Each inpatient stay comprised 4 days and 3 nights, spanning over day −2, day −1, day 0, and day 1. For the first inpatient stay at week 0, participants were admitted on the day prior to food intake assessments (day −2), with food intake and appetite assessments occurring on day −1 and day 0. Acetaminophen administration and assessment of plasma acetaminophen levels occurred on day −1. Participants then received their first dose of randomized blinded study treatment on day −1 and were discharged from the clinical research unit on the day after the second EI assessment. [Corrections added on April 6, 2021 after first online publication: In the preceeding two sentences, the day numbers were changed from “day 1” to “day −1.”] The inpatient visits at weeks 3 and 6 followed the same structure, with the exception that all participants had been receiving treatment throughout.
2.3. Treatment
Liraglutide (Saxenda®, initiated at a dose of 0.6 mg/day and escalated by 0.6 mg/week up to a maximum of 3.0 mg/day) or placebo (0.9% w/v sodium chloride) were administered subcutaneously by pen or syringe injections, respectively. Volumes of placebo injections matched titrated volumes of liraglutide. Participants and site staff performing the study assessments were blinded to the study intervention. However, a pharmacist and a designated administrator were unblinded. Each dose was given by the unblinded administrator into a participant's abdomen, thigh, or upper arm. Participants used noise‐canceling headphones and blindfolds during treatment to preserve the blind.

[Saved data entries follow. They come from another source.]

//! Provider range sources.

mod json;
mod text;

pub use json::JsonParser;
pub use text::TextParser;

use serde::{Deserialize, Serialize};
use std::fmt;

use crate::fetch::Fetch;
use crate::Result;

/// Body format of a provider feed.
#[derive(Debug, Clone, Copy, PartialEq, Eq, Hash, Serialize, Deserialize)]
#[serde(rename_all = "lowercase")]
pub enum SourceFormat {
    /// JSON document with `prefixes` / `ipv6_prefixes` arrays
    Json,
    /// One token per line
    Text,
}

impl SourceFormat {
    /// Guess the format for a source declared without one.
    ///
    /// `aws` and URLs ending in `.json` are JSON, everything else is text.
    pub fn infer(name: &str, url: &str) -> Self {
        if name == "aws" || url.ends_with(".json") {
            SourceFormat::Json
        } else {
            SourceFormat::Text
        }
    }

    /// Get the string representation.
    pub fn as_str(&self) -> &'static str {
        match self {
            SourceFormat::Json => "json",
            SourceFormat::Text => "text",
        }
    }

    /// Extract raw range strings from a response body.
    pub fn parse(&self, body: &str) -> Result<Vec<String>> {
        match self {
            SourceFormat::Json => JsonParser::parse(body),
            SourceFormat::Text => Ok(TextParser::parse(body)),
        }
    }
}

impl fmt::Display for SourceFormat {
    fn fmt(&self, f: &mut fmt::Formatter<'_>) -> fmt::Result {
        write!(f, "{}", self.as_str())
    }
}

/// A named provider feed.
#[derive(Debug, Clone, PartialEq, Eq)]
pub struct Source {
    pub name: String,
    pub url: String,
    pub format: SourceFormat,
}

impl Source {
    /// Create a source with an explicit format.
    pub fn new(name: impl Into<String>, url: impl Into<String>, format: SourceFormat) -> Self {
        Self {
            name: name.into(),
            url: url.into(),
            format,
        }
    }

    /// Create a source whose format is inferred from its name and URL.
    pub fn inferred(name: impl Into<String>, url: impl Into<String>) -> Self {
        let name = name.into();
        let url = url.into();
        let format = SourceFormat::infer(&name, &url);
        Self { name, url, format }
    }

    /// Fetch and parse this source.
    pub fn fetch(&self, fetcher: &dyn Fetch) -> Result<Vec<String>> {
        let body = fetcher.fetch_text(&self.url)?;
        self.format.parse(&body)
    }

    /// Fetch and parse this source, logging failures instead of returning
    /// them.
    ///
    /// Any error yields an empty list.
    pub fn load(&self, fetcher: &dyn Fetch) -> Vec<String> {
        match self.fetch(fetcher) {
            Ok(ranges) => {
                log::debug!("Loaded {} entries from {} ({})", ranges.len(), self.name, self.format);
                ranges
            }
            Err(e) => {
                log::warn!("Could not load {} from {} - {}", self.name, self.url, e);
                Vec::new()
            }
        }
    }
}

/// Built-in provider feeds.
pub fn default_sources() -> Vec<Source> {
    vec![
        Source::new(
            "aws",
            "https://ip-ranges.amazonaws.com/ip-ranges.json",
            SourceFormat::Json,
        ),
        Source::new(
            "cloudflare_v4",
            "https://www.cloudflare.com/ips-v4",
            SourceFormat::Text,
        ),
        Source::new(
            "cloudflare_v6",
            "https://www.cloudflare.com/ips-v6",
            SourceFormat::Text,
        ),
        Source::new(
            "discord_v4",
            "https://iplist.opencck.org/?format=text&data=cidr4&site=discord.gg&site=discord.media",
            SourceFormat::Text,
        ),
        Source::new(
            "discord_v6",
            "https://iplist.opencck.org/?format=text&data=cidr6&site=discord.gg&site=discord.media",
            SourceFormat::Text,
        ),
        Source::new(
            "telegram",
            "https://core.telegram.org/resources/cidr.txt",
            SourceFormat::Text,
        ),
    ]
}
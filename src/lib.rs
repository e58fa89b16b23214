//! Subnets - collapsed CIDR allowlists from provider feeds and BGP data.
//!
//! This crate gathers the IP ranges published by a set of providers (cloud
//! platforms, CDNs, messaging services), optionally adds every prefix the
//! BGP table attributes to a configured list of ASNs, and writes two
//! minimal, non-overlapping CIDR lists: one for IPv4 and one for IPv6.
//!
//! # Pipeline
//!
//! 1. **Sources**: each provider feed is fetched and parsed as JSON or plain
//!    text. A failing feed is logged and skipped.
//! 2. **BGP**: if an ASN config exists, the BGP table is streamed line by
//!    line and prefixes whose origin AS is a target are kept.
//! 3. **Aggregation**: raw strings are parsed leniently, sorted and
//!    collapsed per address family.
//! 4. **Output**: both lists are written as newline-joined text.
//!
//! # Quick Start
//!
//! ```ignore
//! use subnets::{Config, Pipeline};
//!
//! let pipeline = Pipeline::new(Config::default().with_output_dir("subnets"))?;
//! let summary = pipeline.run()?;
//! println!("Success! {}", summary);
//! ```
//!
//! Aggregation can also be used on its own:
//!
//! ```
//! use subnets::aggregate_v4;
//!
//! let collapsed = aggregate_v4(["10.0.0.0/24", "10.0.1.0/24", "10.0.0.128/25", "junk"]);
//! assert_eq!(collapsed, vec!["10.0.0.0/23"]);
//! ```

mod error;
mod family;
mod pipeline;

pub mod aggregate;
pub mod asn;
pub mod bgp;
pub mod config;
pub mod fetch;
pub mod output;
pub mod source;

// Re-export core types
pub use error::{Error, Result};
pub use family::{AddressFamily, SubnetSets};

pub use aggregate::{aggregate_v4, aggregate_v6, collapse, Network};
pub use asn::{AsnGroup, AsnSet};
pub use bgp::BgpTableFilter;
pub use config::{Config, SourceList};
pub use fetch::{Fetch, HttpFetcher};
pub use output::Summary;
pub use pipeline::Pipeline;
pub use source::{default_sources, Source, SourceFormat};
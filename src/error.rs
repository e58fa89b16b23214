//! Error types for subnets.

use thiserror::Error;

/// Error type for subnets operations.
#[derive(Error, Debug)]
pub enum Error {
    /// IO error
    #[error("IO error: {0}")]
    Io(#[from] std::io::Error),

    /// HTTP transport error
    #[error("HTTP error: {0}")]
    Http(#[from] reqwest::Error),

    /// Non-success HTTP status
    #[error("unexpected HTTP status {status} from {url}")]
    Status { url: String, status: u16 },

    /// JSON parsing error
    #[error("JSON parsing error: {0}")]
    Json(#[from] serde_json::Error),

    /// YAML parsing error
    #[error("YAML parsing error: {0}")]
    Yaml(#[from] serde_yaml::Error),

    /// Configuration error
    #[error("configuration error: {0}")]
    Config(String),
}

/// Result type alias for subnets operations.
pub type Result<T> = std::result::Result<T, Error>;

For participants unable to tolerate dose‐escalation, titration was delayed by 1 week. Participants were permitted to progress to week 6 if they were able to tolerate a minimum liraglutide dose of 1.8 mg/day for at least 2 weeks prior to week 6.
2.4. Meals
All meals were prepared at the study site during inpatient visits, and menus were identical across visits. Participants were instructed to maintain normal diets and physical activity levels outside of inpatient visits. Daily calorie requirements for each participant were calculated from anthropometrics, age, ethnicity, and sex. 10 To assess changes in EI and the selection of macronutrients, the quantity of food presented exceeded the calculated calorie requirements for each participant by 30%. The total daily nutritional composition offered in inpatient meals was approximately 50% carbohydrates, 35% fat, and 15% protein.

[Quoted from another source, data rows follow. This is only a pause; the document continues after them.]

//! JSON range feed parser (AWS `ip-ranges.json` layout).

use serde::Deserialize;

use crate::Result;

/// Top-level feed document. Unknown fields are ignored.
#[derive(Debug, Deserialize)]
struct RangeFeed {
    #[serde(default)]
    prefixes: Option<Vec<V4Prefix>>,
    #[serde(default)]
    ipv6_prefixes: Option<Vec<V6Prefix>>,
}

#[derive(Debug, Deserialize)]
struct V4Prefix {
    ip_prefix: String,
}

#[derive(Debug, Deserialize)]
struct V6Prefix {
    ipv6_prefix: String,
}

/// JSON range feed parser.
pub struct JsonParser;

impl JsonParser {
    /// Extract `prefixes[].ip_prefix` followed by `ipv6_prefixes[].ipv6_prefix`.
    ///
    /// Either list may be absent. A body that is not a feed document is an
    /// error.
    pub fn parse(body: &str) -> Result<Vec<String>> {
        let feed: RangeFeed = serde_json::from_str(body)?;
        let v4 = feed.prefixes.unwrap_or_default().into_iter().map(|p| p.ip_prefix);
        let v6 = feed
            .ipv6_prefixes
            .unwrap_or_default()
            .into_iter()
            .map(|p| p.ipv6_prefix);
        Ok(v4.chain(v6).collect())
    }
}
//! HTTP fetching.
//!
//! Everything that touches the network goes through [`Fetch`], so the
//! pipeline can be driven from memory in tests.

use std::io::Read;
use std::time::Duration;

use crate::{Error, Result};

/// Default `User-Agent` sent with every request.
pub const DEFAULT_USER_AGENT: &str = "github-actions[bot] (+https://github.com/mi1su/subnets_list)";

/// Source of response bodies keyed by URL.
pub trait Fetch {
    /// Open `url` and return its body as a stream.
    ///
    /// Non-success statuses are errors.
    fn fetch(&self, url: &str) -> Result<Box<dyn Read>>;

    /// Fetch `url` and read the whole body as UTF-8.
    fn fetch_text(&self, url: &str) -> Result<String> {
        let mut body = String::new();
        self.fetch(url)?.read_to_string(&mut body)?;
        Ok(body)
    }
}

/// Blocking HTTP fetcher backed by `reqwest`.
pub struct HttpFetcher {
    client: reqwest::blocking::Client,
}

impl HttpFetcher {
    /// Create a fetcher with the default user agent and client timeout.
    pub fn new() -> Result<Self> {
        Self::with_options(DEFAULT_USER_AGENT, None)
    }

    /// Create a fetcher with a custom user agent.
    ///
    /// `timeout` of `None` keeps the client's default.
    pub fn with_options(user_agent: &str, timeout: Option<Duration>) -> Result<Self> {
        let mut builder = reqwest::blocking::Client::builder().user_agent(user_agent);
        if let Some(timeout) = timeout {
            builder = builder.timeout(timeout);
        }
        Ok(Self {
            client: builder.build()?,
        })
    }
}

impl Fetch for HttpFetcher {
    fn fetch(&self, url: &str) -> Result<Box<dyn Read>> {
        log::debug!("GET {}", url);
        let response = self.client.get(url).send()?;
        let status = response.status();
        if !status.is_success() {
            return Err(Error::Status {
                url: url.to_string(),
                status: status.as_u16(),
            });
        }
        Ok(Box::new(response))
    }
}

#[cfg(test)]
mod tests {
    use super::*;

    struct Canned(&'static str);

    impl Fetch for Canned {
        fn fetch(&self, _url: &str) -> Result<Box<dyn Read>> {
            Ok(Box::new(self.0.as_bytes()))
        }
    }

    #[test]
    fn test_fetch_text_default() {
        let body = Canned("1.1.1.0/24\n").fetch_text("http://example.invalid").unwrap();
        assert_eq!(body, "1.1.1.0/24\n");
    }

    #[test]
    fn test_http_fetcher_builds() {
        assert!(HttpFetcher::new().is_ok());
        assert!(HttpFetcher::with_options("test-agent", Some(Duration::from_secs(5))).is_ok());
    }

    #[test]
    fn test_status_error_message() {
        let err = Error::Status {
            url: "https://example.com/ips".to_string(),
            status: 503,
        };
        assert_eq!(
            err.to_string(),
            "unexpected HTTP status 503 from https://example.com/ips"
        );
    }
}
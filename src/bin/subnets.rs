//! subnets: build collapsed IPv4/IPv6 CIDR lists from provider feeds and BGP data.

use clap::Parser;
use std::path::PathBuf;
use std::time::Duration;
use subnets::{Config, Pipeline, SourceList};

#[derive(Parser)]
#[command(name = "subnets")]
#[command(version = "0.1.0")]
#[command(about = "Aggregate provider and ASN IP ranges into collapsed CIDR lists", long_about = None)]
struct Cli {
    /// Output directory for ipv4.lst and ipv6.lst
    #[arg(short, long, default_value = "subnets")]
    output_dir: PathBuf,

    /// ASN config file (label:asn,asn per line)
    #[arg(short, long, default_value = "src/as_numbers.lst")]
    asn_config: PathBuf,

    /// YAML source list replacing the built-in providers
    #[arg(short, long)]
    sources: Option<PathBuf>,

    /// BGP table snapshot URL
    #[arg(long, default_value = "https://bgp.tools/table.txt")]
    bgp_url: String,

    /// User-Agent header for all requests
    #[arg(long)]
    user_agent: Option<String>,

    /// Request timeout in seconds (HTTP client default when omitted)
    #[arg(long)]
    timeout: Option<u64>,

    /// Verbose output
    #[arg(short, long)]
    verbose: bool,
}

fn main() {
    let cli = Cli::parse();

    let level = if cli.verbose { "debug" } else { "info" };
    env_logger::Builder::from_env(env_logger::Env::default().default_filter_or(level)).init();

    if let Err(e) = run(cli) {
        eprintln!("Fatal error: {}", e);
        std::process::exit(1);
    }
}

fn run(cli: Cli) -> Result<(), Box<dyn std::error::Error>> {
    let mut config = Config::new()
        .with_output_dir(cli.output_dir)
        .with_asn_config(cli.asn_config)
        .with_bgp_url(cli.bgp_url);

    if let Some(path) = cli.sources {
        config = config.with_sources(SourceList::load(&path)?.into_sources());
    }
    if let Some(user_agent) = cli.user_agent {
        config = config.with_user_agent(user_agent);
    }
    if let Some(secs) = cli.timeout {
        config = config.with_timeout(Duration::from_secs(secs));
    }

    let summary = Pipeline::new(config)?.run()?;
    println!("Success! {}", summary);
    Ok(())
}
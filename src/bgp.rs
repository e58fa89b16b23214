//! BGP table stream filter.
//!
//! The table is a line-oriented text feed where each line starts with an
//! announced prefix followed by the AS path:
//!
//! ```text
//! 1.1.1.0/24 13335
//! 192.0.2.0/24 AS65000 AS64500
//! ```
//!
//! Only the first AS of the path is matched against the targets.

use std::io::{BufRead, BufReader, Read};

use crate::asn::AsnSet;
use crate::family::SubnetSets;
use crate::fetch::Fetch;
use crate::Result;

/// Default BGP table snapshot feed.
pub const DEFAULT_BGP_TABLE_URL: &str = "https://bgp.tools/table.txt";

/// Filters BGP table lines down to prefixes announced by target ASNs.
pub struct BgpTableFilter<'a> {
    targets: &'a AsnSet,
}

impl<'a> BgpTableFilter<'a> {
    pub fn new(targets: &'a AsnSet) -> Self {
        Self { targets }
    }

    /// Return the prefix field if the line is announced by a target ASN.
    ///
    /// Lines with fewer than two fields yield `None`.
    pub fn match_line<'l>(&self, line: &'l str) -> Option<&'l str> {
        let mut fields = line.split_whitespace();
        let prefix = fields.next()?;
        let origin = fields.next()?;
        if self.targets.contains(strip_as_prefix(origin)) {
            Some(prefix)
        } else {
            None
        }
    }

    /// Stream a table from a reader, adding matched prefixes to `sets`.
    ///
    /// Reads one line at a time. Returns the number of matched lines. Read
    /// errors and invalid UTF-8 abort the stream.
    pub fn filter_reader<R: Read>(&self, reader: R, sets: &mut SubnetSets) -> Result<usize> {
        let mut matched = 0;
        let mut line = String::new();
        let mut reader = BufReader::new(reader);
        loop {
            line.clear();
            if reader.read_line(&mut line)? == 0 {
                break;
            }
            if let Some(prefix) = self.match_line(&line) {
                sets.insert(prefix);
                matched += 1;
            }
        }
        Ok(matched)
    }

    /// Fetch the table from `url` and stream it into `sets`.
    pub fn filter_url(&self, fetcher: &dyn Fetch, url: &str, sets: &mut SubnetSets) -> Result<usize> {
        let body = fetcher.fetch(url)?;
        let matched = self.filter_reader(body, sets)?;
        log::info!("Matched {} BGP table entries from {}", matched, url);
        Ok(matched)
    }
}

/// Strip a leading `AS`/`as` from an AS path token.
fn strip_as_prefix(token: &str) -> &str {
    match token.get(..2) {
        Some(head) if head.eq_ignore_ascii_case("as") => &token[2..],
        _ => token,
    }
}

#[cfg(test)]
mod tests {
    use super::*;

    fn targets(asns: &[&str]) -> AsnSet {
        asns.iter().copied().collect()
    }

    #[test]
    fn test_first_as_only() {
        let line = "192.0.2.0/24 AS65000 AS64500";

        let set = targets(&["65000"]);
        assert_eq!(BgpTableFilter::new(&set).match_line(line), Some("192.0.2.0/24"));

        let set = targets(&["64500"]);
        assert_eq!(BgpTableFilter::new(&set).match_line(line), None);
    }

    #[test]
    fn test_as_prefix_case_insensitive() {
        let set = targets(&["13335"]);
        let filter = BgpTableFilter::new(&set);
        assert_eq!(filter.match_line("1.1.1.0/24 13335"), Some("1.1.1.0/24"));
        assert_eq!(filter.match_line("1.0.0.0/24 as13335"), Some("1.0.0.0/24"));
        assert_eq!(filter.match_line("2606:4700::/32 As13335"), Some("2606:4700::/32"));
    }

    #[test]
    fn test_short_lines_skipped() {
        let set = targets(&["13335"]);
        let filter = BgpTableFilter::new(&set);
        assert_eq!(filter.match_line(""), None);
        assert_eq!(filter.match_line("1.1.1.0/24"), None);
        assert_eq!(filter.match_line("   \t "), None);
    }

    #[test]
    fn test_filter_reader_routes_families() {
        let table = "\
192.0.2.0/24 AS65000 AS64500
198.51.100.0/24 64500
2001:db8::/32 65000
malformed

203.0.113.0/24\t65000
";
        let set = targets(&["65000"]);
        let mut sets = SubnetSets::new();
        let matched = BgpTableFilter::new(&set)
            .filter_reader(table.as_bytes(), &mut sets)
            .unwrap();

        assert_eq!(matched, 3);
        assert!(sets.v4().contains("192.0.2.0/24"));
        assert!(sets.v4().contains("203.0.113.0/24"));
        assert!(!sets.v4().contains("198.51.100.0/24"));
        assert!(sets.v6().contains("2001:db8::/32"));
    }

    #[test]
    fn test_invalid_utf8_is_error() {
        let set = targets(&["1"]);
        let mut sets = SubnetSets::new();
        let data: &[u8] = b"10.0.0.0/8 1\n\xff\xfe 1\n";
        assert!(BgpTableFilter::new(&set).filter_reader(data, &mut sets).is_err());
    }

    #[test]
    fn test_strip_as_prefix() {
        assert_eq!(strip_as_prefix("AS65000"), "65000");
        assert_eq!(strip_as_prefix("65000"), "65000");
        assert_eq!(strip_as_prefix("A"), "A");
        assert_eq!(strip_as_prefix("AS"), "");
    }
}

On each inpatient visit day, participants were served a fixed 500 kilocalorie (kcal) breakfast to be consumed in its entirety within 20 min. Breakfasts were identical to minimize any variability in food intake assessment of the succeeding ad libitum lunch and dinner meals and any variability in the measurement of gastric emptying. The remainder of the daily calorie content was divided between lunch and dinner, with lunch providing 45% and dinner providing 55% of the remaining daily calories. Participants were allowed 30 min to complete ad libitum lunch and ad libitum dinner meals and were instructed to eat to satiety. Meals were consumed in private rooms of the CRU to minimize influence of environmental factors (i.e., food odors) on eating behaviors. The environment was also free of distractions, such as reading materials, television, cell phones, or computers.

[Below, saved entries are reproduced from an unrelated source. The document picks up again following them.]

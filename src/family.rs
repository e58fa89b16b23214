//! Address families and the raw per-family string sets.

use ahash::AHashSet;

/// IP address family of a raw network string.
#[derive(Debug, Clone, Copy, PartialEq, Eq, Hash)]
pub enum AddressFamily {
    V4,
    V6,
}

impl AddressFamily {
    /// Classify a raw string. Anything containing `:` is IPv6.
    pub fn of(raw: &str) -> Self {
        if raw.contains(':') {
            AddressFamily::V6
        } else {
            AddressFamily::V4
        }
    }
}

/// Unvalidated network strings collected during a run, split by family.
///
/// Deduplication is by exact string only: `"10.0.0.0/24"` and
/// `"10.0.0.1/24"` are kept as two entries and only merge during
/// aggregation.
#[derive(Debug, Default, Clone)]
pub struct SubnetSets {
    v4: AHashSet<String>,
    v6: AHashSet<String>,
}

impl SubnetSets {
    /// Create empty sets.
    pub fn new() -> Self {
        Self::default()
    }

    /// Add a raw string to the set of its family.
    ///
    /// Returns `true` if the string was not already present.
    pub fn insert(&mut self, raw: impl Into<String>) -> bool {
        let raw = raw.into();
        match AddressFamily::of(&raw) {
            AddressFamily::V4 => self.v4.insert(raw),
            AddressFamily::V6 => self.v6.insert(raw),
        }
    }

    /// Raw IPv4 strings.
    pub fn v4(&self) -> &AHashSet<String> {
        &self.v4
    }

    /// Raw IPv6 strings.
    pub fn v6(&self) -> &AHashSet<String> {
        &self.v6
    }

    /// Total number of raw strings across both families.
    pub fn len(&self) -> usize {
        self.v4.len() + self.v6.len()
    }

    /// Check if both sets are empty.
    pub fn is_empty(&self) -> bool {
        self.v4.is_empty() && self.v6.is_empty()
    }
}

impl<S: Into<String>> Extend<S> for SubnetSets {
    fn extend<I: IntoIterator<Item = S>>(&mut self, iter: I) {
        for item in iter {
            self.insert(item);
        }
    }
}

#[cfg(test)]
mod tests {
    use super::*;

    #[test]
    fn test_family_by_colon() {
        assert_eq!(AddressFamily::of("10.0.0.0/8"), AddressFamily::V4);
        assert_eq!(AddressFamily::of("2001:db8::/32"), AddressFamily::V6);
        assert_eq!(AddressFamily::of("not-an-ip"), AddressFamily::V4);
        assert_eq!(AddressFamily::of("::ffff:1.2.3.4"), AddressFamily::V6);
    }

    #[test]
    fn test_insert_routes_and_dedups() {
        let mut sets = SubnetSets::new();
        assert!(sets.insert("10.0.0.0/24"));
        assert!(!sets.insert("10.0.0.0/24"));
        assert!(sets.insert("10.0.0.1/24"));
        assert!(sets.insert("2001:db8::/32"));

        assert_eq!(sets.v4().len(), 2);
        assert_eq!(sets.v6().len(), 1);
        assert_eq!(sets.len(), 3);
        assert!(sets.v6().contains("2001:db8::/32"));
    }

    #[test]
    fn test_empty() {
        let sets = SubnetSets::new();
        assert!(sets.is_empty());
        assert_eq!(sets.len(), 0);
    }
}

2.5. Assessments of energy intake
For every ad libitum meal (lunch or dinner), each portion was weighed and recorded before and after each meal to measure the following EI parameters: total kcal consumed per day, total kcal of each macronutrient consumed per day, total kcal consumed per meal, and total kcal of each macronutrient consumed per meal. ProNutra™ nutrition software was used to calculate the total kcal and macronutrient content consumed, and also the weight of the portions not consumed, based on the weight of each meal. 11 These data were used to calculate the actual energy and macronutrient intake provided and consumed for each meal during inpatient visits. Mean EI was evaluated on consecutive days during inpatient visits. EI was calculated to the nearest 50 kcal as the difference between the total number of kcal provided versus remaining after meals.
2.6. Evaluations
Primary endpoint. Change from baseline (CFB) in mean EI (in kcal) during ad libitum lunch meals.
Secondary/exploratory endpoints. CFB in 48‐h EI (kcal), body weight, gastric emptying measures, and appetite and satiety scores (as measured by a VAS questionnaire).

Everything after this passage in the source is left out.